*WHAT IS NEEDED*
Take every line containing "trigger" out of the records.

*TASK DATA*
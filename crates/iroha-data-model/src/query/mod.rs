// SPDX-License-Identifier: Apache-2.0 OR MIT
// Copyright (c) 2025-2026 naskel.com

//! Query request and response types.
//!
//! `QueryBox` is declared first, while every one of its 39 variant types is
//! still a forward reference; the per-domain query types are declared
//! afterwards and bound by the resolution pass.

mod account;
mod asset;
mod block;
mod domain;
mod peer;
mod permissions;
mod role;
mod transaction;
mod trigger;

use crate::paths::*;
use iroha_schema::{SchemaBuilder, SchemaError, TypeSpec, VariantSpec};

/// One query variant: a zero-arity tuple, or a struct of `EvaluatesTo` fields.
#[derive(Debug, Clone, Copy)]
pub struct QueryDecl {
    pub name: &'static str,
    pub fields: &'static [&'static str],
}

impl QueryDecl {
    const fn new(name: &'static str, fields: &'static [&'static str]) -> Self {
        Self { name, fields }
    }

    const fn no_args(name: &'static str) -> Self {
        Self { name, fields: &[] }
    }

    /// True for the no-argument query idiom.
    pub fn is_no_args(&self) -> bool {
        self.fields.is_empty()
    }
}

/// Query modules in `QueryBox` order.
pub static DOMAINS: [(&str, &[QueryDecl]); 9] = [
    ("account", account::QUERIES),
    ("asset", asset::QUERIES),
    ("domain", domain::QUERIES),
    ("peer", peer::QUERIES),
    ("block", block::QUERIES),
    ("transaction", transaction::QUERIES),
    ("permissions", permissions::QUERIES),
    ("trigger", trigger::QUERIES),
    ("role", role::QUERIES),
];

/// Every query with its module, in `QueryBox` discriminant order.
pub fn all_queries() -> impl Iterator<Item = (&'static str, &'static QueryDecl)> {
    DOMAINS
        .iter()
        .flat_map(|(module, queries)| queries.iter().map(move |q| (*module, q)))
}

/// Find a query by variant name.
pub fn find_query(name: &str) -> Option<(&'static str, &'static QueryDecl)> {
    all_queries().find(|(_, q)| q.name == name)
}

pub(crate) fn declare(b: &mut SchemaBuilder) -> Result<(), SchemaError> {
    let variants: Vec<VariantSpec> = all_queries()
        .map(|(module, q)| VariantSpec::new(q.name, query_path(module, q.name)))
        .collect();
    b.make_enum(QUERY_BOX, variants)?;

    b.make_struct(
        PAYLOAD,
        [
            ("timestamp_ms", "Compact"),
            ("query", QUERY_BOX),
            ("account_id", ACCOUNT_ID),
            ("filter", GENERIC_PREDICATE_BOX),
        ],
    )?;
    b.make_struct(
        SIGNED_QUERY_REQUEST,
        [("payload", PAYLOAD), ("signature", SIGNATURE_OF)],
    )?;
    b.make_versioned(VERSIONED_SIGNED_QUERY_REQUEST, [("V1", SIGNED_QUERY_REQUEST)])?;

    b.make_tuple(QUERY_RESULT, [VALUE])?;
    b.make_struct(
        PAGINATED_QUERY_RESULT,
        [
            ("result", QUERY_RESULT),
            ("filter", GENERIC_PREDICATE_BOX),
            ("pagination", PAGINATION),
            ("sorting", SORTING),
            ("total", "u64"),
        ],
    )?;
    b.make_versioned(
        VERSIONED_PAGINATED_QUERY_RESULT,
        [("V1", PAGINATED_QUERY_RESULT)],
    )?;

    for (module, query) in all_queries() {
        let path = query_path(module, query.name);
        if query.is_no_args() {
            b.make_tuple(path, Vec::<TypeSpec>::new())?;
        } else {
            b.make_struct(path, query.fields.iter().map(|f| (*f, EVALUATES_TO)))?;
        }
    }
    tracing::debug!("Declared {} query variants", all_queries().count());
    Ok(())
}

*EXERCISE OUTPUT*
mod trigger;
    ("trigger", trigger::QUERIES),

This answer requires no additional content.